Muhammadu Buhari: The meaning and politics of language

on   /   in Is'haq Modibbo Kawu 12:35 am   /   Comments

By Is’haq Modibbo Kawu
“Kare jinni, biri jinni”:
Hausa Metaphor

WHEN General Muhammadu Buhari received a group of CPC loyalists from Niger State, in Kaduna last week, he probably never thought that his admonition for free and fair  polls in 2015, would become the hottest political potato of recent weeks in Nigeria.

Words carry the possibilities of several interpretations and in the context of the times inNigeria,Buhari is not just another person or an ordinary politician.

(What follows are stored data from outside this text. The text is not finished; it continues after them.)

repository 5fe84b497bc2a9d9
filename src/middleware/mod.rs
pub mod request_id;
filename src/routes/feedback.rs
use axum::{
    extract::{rejection::JsonRejection, Path, Query, State},
    Json,
};
use serde::{Deserialize, Serialize};
use std::collections::{BTreeMap, BTreeSet};
use std::sync::Arc;

use crate::{
    error::{AppError, AppResult},
    models::{Rating, RatingEntry},
    routes::{AppState, ANONYMOUS_USER},
};

fn anonymous() -> String {
    ANONYMOUS_USER.to_string()
}

#[derive(Debug, Deserialize)]
pub struct RateRequest {
    #[serde(default = "anonymous")]
    pub user_id: String,
    pub rating: i64,
}

#[derive(Debug, Serialize)]
pub struct RateResponse {
    pub success: bool,
    pub recipe_id: u32,
    pub rating: RatingEntry,
    pub message: String,
}

#[derive(Debug, Deserialize)]
pub struct FavoriteRequest {
    #[serde(default = "anonymous")]
    pub user_id: String,
    /// Explicit state; the favorite is toggled when absent
    #[serde(default, alias = "is_favorite")]
    pub favorite: Option<bool>,
}

#[derive(Debug, Serialize)]
pub struct FavoriteResponse {
    pub success: bool,
    pub recipe_id: u32,
    pub is_favorite: bool,
    pub message: String,
}

#[derive(Debug, Deserialize)]
pub struct UserDataQuery {
    pub user_id: Option<String>,
}

#[derive(Debug, Serialize)]
pub struct UserDataResponse {
    pub success: bool,
    pub user_id: String,
    pub ratings: BTreeMap<u32, RatingEntry>,
    pub favorites: BTreeSet<u32>,
}

fn ensure_recipe_exists(state: &AppState, recipe_id: u32) -> AppResult<()> {
    state
        .engine
        .get(recipe_id)
        .map(|_| ())
        .ok_or_else(|| AppError::NotFound(format!("Recipe {} not found", recipe_id)))
}

/// Handler for rating a recipe
pub async fn rate(
    State(state): State<Arc<AppState>>,
    Path(recipe_id): Path<u32>,
    payload: Result<Json<RateRequest>, JsonRejection>,
) -> AppResult<Json<RateResponse>> {
    let Json(request) =
        payload.map_err(|e| AppError::InvalidInput(format!("Invalid rating request: {}", e)))?;
    let rating = Rating::try_from(request.rating)?;
    ensure_recipe_exists(&state, recipe_id)?;

    let entry = state
        .feedback
        .upsert_rating(&request.user_id, recipe_id, rating)
        .await?;

    tracing::info!(
        user_id = %request.user_id,
        recipe_id,
        rating = rating.value(),
        store = state.feedback.name(),
        "Rating saved"
    );

    Ok(Json(RateResponse {
        success: true,
        recipe_id,
        rating: entry,
        message: "Rating saved successfully".to_string(),
    }))
}

/// Handler for setting or toggling a favorite
pub async fn favorite(
    State(state): State<Arc<AppState>>,
    Path(recipe_id): Path<u32>,
    payload: Option<Json<FavoriteRequest>>,
) -> AppResult<Json<FavoriteResponse>> {
    ensure_recipe_exists(&state, recipe_id)?;

    let (user_id, desired) = match payload {
        Some(Json(request)) => (request.user_id, request.favorite),
        None => (anonymous(), None),
    };

    let is_favorite = match desired {
        Some(favorite) => {
            state
                .feedback
                .set_favorite(&user_id, recipe_id, favorite)
                .await?;
            favorite
        }
        None => state.feedback.toggle_favorite(&user_id, recipe_id).await?,
    };

    tracing::info!(user_id = %user_id, recipe_id, is_favorite, "Favorite updated");

    let message = if is_favorite {
        "Added to favorites"
    } else {
        "Removed from favorites"
    };

    Ok(Json(FavoriteResponse {
        success: true,
        recipe_id,
        is_favorite,
        message: message.to_string(),
    }))
}

/// Handler for a user's ratings and favorites
pub async fn user_data(
    State(state): State<Arc<AppState>>,
    Query(params): Query<UserDataQuery>,
) -> AppResult<Json<UserDataResponse>> {
    let user_id = params
        .user_id
        .filter(|id| !id.trim().is_empty())
        .unwrap_or_else(anonymous);

    let data = state.feedback.get_user_data(&user_id).await?;

    Ok(Json(UserDataResponse {
        success: true,
        user_id,
        ratings: data.ratings,
        favorites: data.favorites,
    }))
}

He is the bête noire of the ruling party in the country. They fear him; they loathe him; they live a career of disinformation and psych-op around his person and politics.

When a mischievous twist was deliberately concocted out of the message to party stalwarts, those in the inner recesses of power within the Goodluck Jonathan presidency and the PDP must have licked their chops and rubbed hands in absolute delirium: we have got Buhari where we want him: on the defensive!

Let us be clear about it; the PDP has long feasted on Buhari’s propensity for the honest man’s faux pas. In 2003, it was “God sent”, that the man allegedly told a crowd at a book launch in Sokoto, to vote only for Muslims. The fact that he spoke in Hausa and the reporter who filed the story was not fluent in the language and was not even at the event did not matter. It was an opportunity to robe a dangerous opponent with the toga of a fanatic.

In a country where the existential conditions forced people to retreat into ethno-religious laagers, what better  way to mask the incompetence of the ruling party than to stoke primordial fears?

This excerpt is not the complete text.